Die Angeklagten im Sal.-Oppenheim-Prozess bitten das Gericht um einen Verzicht auf Haftstrafen. In der kommenden Woche wird das Urteil gegen vier Ex-Bankiers gesprochen.

Der ehemalige Banker Matthias Graf von Krockow steht im Landgericht in Köln. Quelle: dpa

Zum Abschluss des Strafprozesses um den Niedergang des Bankhauses Sal. Oppenheim haben die Angeklagten das Gericht um einen Verzicht auf Haftstrafen gebeten. Er habe sein Versprechen nicht halten können, die traditionsreiche Privatbank an eine neue Generation zu übergeben, sagte der ehemalige persönlich haftende Gesellschafter der Bank, Matthias Graf von Krockow, am Donnerstag vor dem Kölner Landgericht.

"Daran trage ich schwer." Er habe viele Fehler gemacht, wolle aber nun helfen, die Folgen abzumildern. "Ich bitte sie, mir diese Perspektive nicht zu nehmen."

Die fünf Angeklagten im Sal. Oppenheim-Prozess

Die Staatsanwaltschaft hatte für die vier angeklagten Ex-Bankiers Haftstrafen wegen schwerer Untreue in zwei Fällen gefordert. Hintergrund waren Investments in den späteren Pleite-Konzern Arcandor und eine umstrittene Immobilien-Transaktion.

Auf der Anklagebank sitzen neben Krockow auch Dieter Pfundt, Christopher von Oppenheim und Friedrich Carl Janssen, die alle persönlich haftende Gesellschafter der Bank waren. Für Krockow fordert die Anklage drei Jahren und drei Monate Gefängnis, für Oppenheim zwei Jahre und acht Monate, für Pfundt zwei Jahre und zehn Monate sowie für Janssen drei Jahre und sechs Monate.

Die Verteidiger bestritten, dass sich ihre Mandanten der schweren Untreue schuldig gemacht haben. Krockow und Oppenheim hatten in dem Prozess, der sich über mehr als zwei Jahre hinzog, Fehlverhalten eingeräumt. Janssen betonte, er sei davon ausgegangen, "dass wir Arcandor erfolgreich sanieren können".

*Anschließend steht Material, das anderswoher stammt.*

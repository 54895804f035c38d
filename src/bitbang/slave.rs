use crate::bus::{
	SlaveBus,
	StatusFlag,
};

use super::{
	Direction,
	Lines,
	LowLevel,
	Received,
};

#[derive(Clone, Copy, PartialEq, Eq, PartialOrd, Ord, Hash, Debug)]
enum Phase {
	AwaitStart,
	// master writes, we receive
	Receiving,
	// master reads, we transmit
	Transmitting,
}

/// Software emulation of the shift register interface.
///
/// `status` blocks on the lines until something byte sized happened:
/// - `ShiftRegisterFull` after a byte of a master write addressed to us
/// - `ShiftRegisterEmpty` after the staged byte went out on a master read
/// - `Ready` for everything else (START/STOP handling, foreign addresses)
pub struct BitBangSlave<L: Lines> {
	lines: L,
	device_address: u8,
	phase: Phase,
	shift_register: u8,
	status: StatusFlag,
}

impl<L: Lines> BitBangSlave<L> {
	pub fn new(lines: L) -> Self {
		BitBangSlave {
			lines,
			device_address: 0,
			phase: Phase::AwaitStart,
			shift_register: 0xff,
			status: StatusFlag::Ready,
		}
	}

	pub fn lines(&self) -> &L {
		&self.lines
	}

	pub fn lines_mut(&mut self) -> &mut L {
		&mut self.lines
	}

	pub fn into_inner(self) -> L {
		self.lines
	}

	fn await_start(&mut self) {
		self.lines.wait_for_start();
		let (address, direction) = self.lines.read_address_and_direction();
		if address != self.device_address {
			trace!("address 0x{:02x} {} not for us", address, direction);
			return;
		}
		self.lines.ack();
		debug!("addressed: {}", direction);
		self.phase = match direction {
			Direction::MasterWrite => Phase::Receiving,
			Direction::MasterRead => Phase::Transmitting,
		};
	}

	fn receive(&mut self) {
		match self.lines.receive() {
			Received::Byte(data) => {
				self.shift_register = data;
				self.status = StatusFlag::ShiftRegisterFull;
			},
			Received::Stop => {
				trace!("STOP");
				self.phase = Phase::AwaitStart;
			},
			Received::Start => {
				// no repeated START support: the START itself is gone, so the
				// transaction following it is missed
				debug!("repeated START, waiting for the next one");
				self.phase = Phase::AwaitStart;
			},
		}
	}

	fn transmit(&mut self) {
		let data = self.shift_register;
		if !self.lines.write_byte(data) {
			// NACK: master is done, STOP (or a new START) follows
			self.phase = Phase::AwaitStart;
		}
		self.status = StatusFlag::ShiftRegisterEmpty;
	}
}

impl<L: Lines> SlaveBus for BitBangSlave<L> {
	fn set_device_address(&mut self, address: u8) {
		self.device_address = address & 0x7f;
	}

	fn status(&mut self) -> StatusFlag {
		if self.status != StatusFlag::Ready {
			// previous event wasn't serviced yet
			return self.status;
		}
		match self.phase {
			Phase::AwaitStart => self.await_start(),
			Phase::Receiving => self.receive(),
			Phase::Transmitting => self.transmit(),
		}
		self.status
	}

	fn read_shift_register(&mut self) -> u8 {
		self.shift_register
	}

	fn write_shift_register(&mut self, data: u8) {
		self.shift_register = data;
	}

	fn reset_status(&mut self) {
		self.status = StatusFlag::Ready;
	}
}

Die Ankläger hatte den Ex-Bankiers Pflichtverletzungen beim Arcandor-Engagement des Bankhauses vorgeworfen. Sie hätten sich unter anderem notwendige Informationen nicht beschafft, gegen Geschäftsordnungen der Bank verstoßen und persönliche Interessen mit denen des Bankhauses vermischt.

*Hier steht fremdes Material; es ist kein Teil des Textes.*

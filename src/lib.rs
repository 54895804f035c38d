#[macro_use]
extern crate failure;
#[macro_use]
extern crate log;

macro_rules! with_context {
	(( $fmt:tt $($t:tt)* ), $e:expr) => {{
		use failure::Error;

		match (|| { $e })() {
			Ok(v) => Ok(v),
			Err(e) => {
				let e: Error = e;
				let msg = format!(concat!($fmt, ": {}") $($t)*, e);
				Err(Error::from(e.context(msg)))
			}
		}
	}};

	($msg:expr, $e:expr) => {
		with_context!(("{}", $msg), $e)
	};
}

pub type AResult<T> = Result<T, failure::Error>;

pub mod bitbang;
pub mod bus;
pub mod config;
pub mod controller;
pub mod csr;
pub mod fx2;
pub mod memory;
pub mod shift_register;
pub mod sim;

pub use crate::bus::{
	SlaveBus,
	StatusFlag,
};
pub use crate::config::{
	AddressWidth,
	Config,
	MemorySource,
	Mode,
};
pub use crate::controller::{
	Controller,
	State,
};
pub use crate::memory::MemoryImage;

Die fatale Beziehung zwischen Karstadt-Quelle und der Sal. Oppenheim

Durch die Billigung eines Kredits und einer Beteiligung an Arcandor im Jahr 2008 sei der Bank allein ein Schaden von rund 80 Millionen Euro entstanden. Die Bank hatte sich der Anklage zufolge ab 2001 über Engagements ihrer Großkundin Madeleine Schickedanz mit immer neuen Krediten eng mit dem damaligen Karstadt-Quelle-Konzern verbunden, dem Vorgänger von Arcandor.

Die Bank habe darauf gesetzt, das Unternehmen von der Börse zu nehmen und Immobilien der Karstadt-Warenhäuser unter Einbindung des fünften Angeklagten Josef Esch verwerten zu können. Diese Pläne hätten sich aber zerschlagen - wie auch die Hoffnung auf Kursgewinne der Arcandor-Aktien, mit denen Kredite der Bank besichert waren.

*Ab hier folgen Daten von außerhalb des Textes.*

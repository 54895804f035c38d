use std::fmt;

// raw status register values
pub const STATUS_READY: u8 = 0x00;
pub const STATUS_SHIFT_REG_EMPTY: u8 = 0x01; // master READ consumed the staged byte
pub const STATUS_SHIFT_REG_FULL: u8 = 0x02; // master WRITE left a byte in the shift register

#[derive(Clone, Copy, PartialEq, Eq, PartialOrd, Ord, Hash, Debug)]
pub enum StatusFlag {
	Ready,
	ShiftRegisterEmpty,
	ShiftRegisterFull,
	Other(u8),
}

impl StatusFlag {
	pub fn bits(self) -> u8 {
		match self {
			StatusFlag::Ready => STATUS_READY,
			StatusFlag::ShiftRegisterEmpty => STATUS_SHIFT_REG_EMPTY,
			StatusFlag::ShiftRegisterFull => STATUS_SHIFT_REG_FULL,
			StatusFlag::Other(v) => v,
		}
	}
}

impl From<u8> for StatusFlag {
	fn from(v: u8) -> Self {
		match v {
			STATUS_READY => StatusFlag::Ready,
			STATUS_SHIFT_REG_EMPTY => StatusFlag::ShiftRegisterEmpty,
			STATUS_SHIFT_REG_FULL => StatusFlag::ShiftRegisterFull,
			v => StatusFlag::Other(v),
		}
	}
}

impl fmt::Display for StatusFlag {
	fn fmt(&self, f: &mut fmt::Formatter) -> fmt::Result {
		write!(f, "0x{:02x}", self.bits())
	}
}

/// Byte-granularity view of an I2C slave, modelled after the shift register
/// + status flag interface of the hardware slave.
///
/// The controller only talks to this trait; the hardware-assisted variant
/// maps it 1:1 to registers, the bit-bang variant emulates it on the lines.
///
/// All calls may have side effects on the bus and must happen in program
/// order.
pub trait SlaveBus {
	fn set_device_address(&mut self, address: u8);

	// may block (bit-bang) until something happened on the bus
	fn status(&mut self) -> StatusFlag;

	// only meaningful after `ShiftRegisterFull`
	fn read_shift_register(&mut self) -> u8;

	// byte to send on the next master read
	fn write_shift_register(&mut self, data: u8);

	// back to `Ready` after an event was serviced
	fn reset_status(&mut self);
}

impl<'a, B: ?Sized + SlaveBus> SlaveBus for &'a mut B {
	fn set_device_address(&mut self, address: u8) {
		B::set_device_address(*self, address)
	}
	fn status(&mut self) -> StatusFlag {
		B::status(*self)
	}
	fn read_shift_register(&mut self) -> u8 {
		B::read_shift_register(*self)
	}
	fn write_shift_register(&mut self, data: u8) {
		B::write_shift_register(*self, data)
	}
	fn reset_status(&mut self) {
		B::reset_status(*self)
	}
}

#[cfg(test)]
mod tests {
	use super::*;

	#[test]
	fn status_from_raw() {
		assert_eq!(StatusFlag::from(0), StatusFlag::Ready);
		assert_eq!(StatusFlag::from(1), StatusFlag::ShiftRegisterEmpty);
		assert_eq!(StatusFlag::from(2), StatusFlag::ShiftRegisterFull);
		assert_eq!(StatusFlag::from(0x42), StatusFlag::Other(0x42));
		assert_eq!(StatusFlag::Other(0x42).bits(), 0x42);
		assert_eq!(format!("{}", StatusFlag::ShiftRegisterFull), "0x02");
	}
}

Als Arcandor im Frühjahr 2009 zusammenbrach, geriet Sal. Oppenheim in den Sog. Die Privatbank wurde letztlich von der Deutschen Bank aufgefangen. Dem ehemaligen Sal-Oppenheim-Geschäftspartner Esch droht nach dem Willen der Staatsanwaltschaft nun eine Geldstrafe. Das Urteil soll kommenden Donnerstag, dem 9. Juli, verkündet werden.